The record sent up with the bill of exceptions in this case discloses that Chemical Bank New York Trust Company brought suit against "Freddie Wells, individually and d/b/a Freddie Wells Beauty Supply, Freddie Wells Beauty Supply, Inc. and Wells and Bullard, Inc. and against Freddie Wells Beauty Supply, Inc. and against Bullard Beauty Suppliers, Inc., defendants," alleging that the defendants were indebted in a named sum to the plaintiff. A single answer was filed by all the named defendants. Upon motion for summary judgment the trial judge rendered a judgment for part of the sum sued for against the "defendants," leaving the question of the remainder to a jury. The bill of exceptions in this court to this decision of the trial judge is captioned, "Freddie Wells et al., Plaintiff in error v. Chemical Bank New York Trust Company, Defendant in error." In the body of the bill of exceptions, it is recited that the defendant in error filed its petition against "Plaintiff in error" and refers to copies of two letters written by "Plaintiff in error" which letters, according to the record, were written by Freddie Wells Beauty Supply, Inc., and that "Plaintiff in error in its answer contended that they only owed a named amount; that on the hearing for summary judgment a counter affidavit was filed by Plaintiff in error" alleging that certain merchandise was held by "Plaintiff in error" and recites that "Plaintiff in error" excepts to the order of the court granting summary judgment; and, that "Plaintiff in error" should be allowed to proceed to trial on the issues raised in both counts of said petition, and that "Plaintiff in error" presents "this his bill of exceptions," and "Plaintiff in error most respectfully submits this his bill of exceptions." There are other instances where the term, "Plaintiff in error," is used in the bill of exceptions. Nowhere in the bill of exceptions does the name of any of the defendants in the court below appear except in the caption where the name of Freddie Wells appears with the abbreviation "et al."
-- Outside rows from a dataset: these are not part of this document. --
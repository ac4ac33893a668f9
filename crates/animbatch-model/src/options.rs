//! FBX export option snapshot.
//!
//! One [`FbxExportOptions`] value is taken when a batch starts and passed by
//! reference into every pipeline call. Pipelines never mutate it; when a
//! pipeline needs a different exporter setting than the option implies it
//! derives a local value and records a warning.

use serde::{Deserialize, Serialize};
use std::path::Path;

use crate::error::{ModelError, ModelResult};

/// FBX file versions the exporter accepts.
pub const SUPPORTED_FILE_VERSIONS: &[&str] = &["FBX202000", "FBX201800"];

/// Up axes the exporter accepts.
pub const SUPPORTED_UP_AXES: &[&str] = &["y", "z"];

/// Options that shape every export in a batch.
#[derive(Debug, Clone, PartialEq, Serialize, Deserialize)]
#[serde(default)]
pub struct FbxExportOptions {
    // ========== Skeleton ==========
    /// Export joints only, without meshes or skin data.
    pub skel_animation_only: bool,
    /// Let the exporter sample complex animation (constraints, expressions).
    pub skel_bake_complex: bool,
    /// Write skeleton definition metadata.
    pub skel_skeleton_defs: bool,
    /// Export constraints as constraints.
    pub skel_constraints: bool,
    /// Follow input connections when collecting exported nodes.
    pub skel_input_conns: bool,
    /// Export blendshape curves together with the skeleton when detected.
    pub skel_blend_shape: bool,

    // ========== BlendShape ==========
    /// Export morph target geometry.
    pub bs_shapes: bool,
    /// Export smooth mesh preview.
    pub bs_smooth_mesh: bool,
    /// Export the skin influence joints with the blendshape mesh.
    pub bs_include_skeleton: bool,

    // ========== Common ==========
    /// Target FBX file version.
    pub file_version: String,
    /// Scene up axis.
    pub up_axis: String,
}

impl Default for FbxExportOptions {
    fn default() -> Self {
        Self {
            skel_animation_only: false,
            skel_bake_complex: true,
            skel_skeleton_defs: true,
            skel_constraints: false,
            skel_input_conns: false,
            skel_blend_shape: true,
            bs_shapes: true,
            bs_smooth_mesh: false,
            bs_include_skeleton: true,
            file_version: "FBX202000".to_string(),
            up_axis: "y".to_string(),
        }
    }
}

impl FbxExportOptions {
    /// Parses options from JSON. Missing fields take their defaults.
    pub fn from_json(json: &str) -> ModelResult<Self> {
        let options: Self = serde_json::from_str(json)?;
        options.validate()?;
        Ok(options)
    }

    /// Loads options from a JSON file.
    pub fn from_file(path: &Path) -> ModelResult<Self> {
        let text = std::fs::read_to_string(path).map_err(|source| ModelError::Io {
            path: path.display().to_string(),
            source,
        })?;
        Self::from_json(&text)
    }

    /// Checks the enumerated string options.
    pub fn validate(&self) -> ModelResult<()> {
        if !SUPPORTED_FILE_VERSIONS.contains(&self.file_version.as_str()) {
            return Err(ModelError::UnsupportedOptionValue {
                option: "file_version",
                value: self.file_version.clone(),
            });
        }
        if !SUPPORTED_UP_AXES.contains(&self.up_axis.as_str()) {
            return Err(ModelError::UnsupportedOptionValue {
                option: "up_axis",
                value: self.up_axis.clone(),
            });
        }
        Ok(())
    }

    /// Sets animation-only mode.
    pub fn animation_only(mut self, value: bool) -> Self {
        self.skel_animation_only = value;
        self
    }

    /// Sets bake-complex mode.
    pub fn bake_complex(mut self, value: bool) -> Self {
        self.skel_bake_complex = value;
        self
    }

    /// Sets input-connection following.
    pub fn input_connections(mut self, value: bool) -> Self {
        self.skel_input_conns = value;
        self
    }

    /// Sets whether blendshape meshes export with their skeleton.
    pub fn include_skeleton(mut self, value: bool) -> Self {
        self.bs_include_skeleton = value;
        self
    }

    /// Sets whether skeleton items carry blendshape curves.
    pub fn skeleton_blend_shape(mut self, value: bool) -> Self {
        self.skel_blend_shape = value;
        self
    }
}
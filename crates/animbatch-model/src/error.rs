//! Error types shared across the animbatch crates.

use thiserror::Error;

/// Result type for model-level operations.
pub type ModelResult<T> = Result<T, ModelError>;

/// Errors raised while loading or interpreting model data.
#[derive(Debug, Error)]
pub enum ModelError {
    /// Options JSON could not be parsed.
    #[error("Invalid export options: {0}")]
    InvalidOptions(#[from] serde_json::Error),

    /// An option carried a value outside its enumerated set.
    #[error("Unsupported value '{value}' for option '{option}'")]
    UnsupportedOptionValue {
        /// The option name.
        option: &'static str,
        /// The rejected value.
        value: String,
    },

    /// A file could not be read or written.
    #[error("I/O error on '{path}': {source}")]
    Io {
        /// The file path.
        path: String,
        /// The underlying error.
        #[source]
        source: std::io::Error,
    },

    /// An item kind string did not match any known kind.
    #[error("Unknown export item kind: {0}")]
    UnknownItemKind(String),
}

/// Trait for errors that carry a stable code and category.
///
/// Implemented by the scene and engine error enums so the batch layer and
/// the CLI can report any failure uniformly.
///
/// # Example
///
/// ```ignore
/// use animbatch_model::error::CodedError;
///
/// fn report<E: CodedError>(err: E) {
///     eprintln!("[{}] {}", err.code(), err.message());
/// }
/// ```
pub trait CodedError: std::error::Error {
    /// Stable error code, like "EXPORT_001" or "SCENE_003".
    fn code(&self) -> &'static str;

    /// Human-readable message. Defaults to `Display`.
    fn message(&self) -> String {
        self.to_string()
    }

    /// Error category for grouping, like "precondition" or "scene".
    fn category(&self) -> &'static str;
}

impl CodedError for ModelError {
    fn code(&self) -> &'static str {
        match self {
            ModelError::InvalidOptions(_) => "MODEL_001",
            ModelError::UnsupportedOptionValue { .. } => "MODEL_002",
            ModelError::UnknownItemKind(_) => "MODEL_003",
            ModelError::Io { .. } => "MODEL_004",
        }
    }

    fn category(&self) -> &'static str {
        "model"
    }
}

#[cfg(test)]
mod tests {
    use super::*;

    #[test]
    fn test_error_display() {
        let err = ModelError::UnsupportedOptionValue {
            option: "up_axis",
            value: "x".to_string(),
        };
        assert!(err.to_string().contains("up_axis"));
        assert!(err.to_string().contains("'x'"));
        assert_eq!(err.code(), "MODEL_002");
        assert_eq!(err.category(), "model");
    }

    #[test]
    fn test_unknown_kind_message() {
        let err = ModelError::UnknownItemKind("light".to_string());
        assert_eq!(err.message(), "Unknown export item kind: light");
    }
}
1. Properly construed, Freddie Wells is the only party plaintiff in error to the bill of exceptions, the words, "et al." being insufficient to designate any other person as the party plaintiff in error. Swift v. Thomas, 101 Ga. 89, 92 (28 SE 618); Orr v. Webb, 112 Ga. 806 (2) (38 SE 98).
2. There being no evidence presented at the hearing of the plaintiff's motion for summary judgment that Freddie Wells owed the plaintiff any sum whatever, but on the contrary, disclosing that if anyone owed the plaintiff it was one of the corporations sued, the trial judge erred in granting summary judgment against Freddie Wells, the only plaintiff in error.
Gerstein & Carter, Edwin F. Hunt, contra.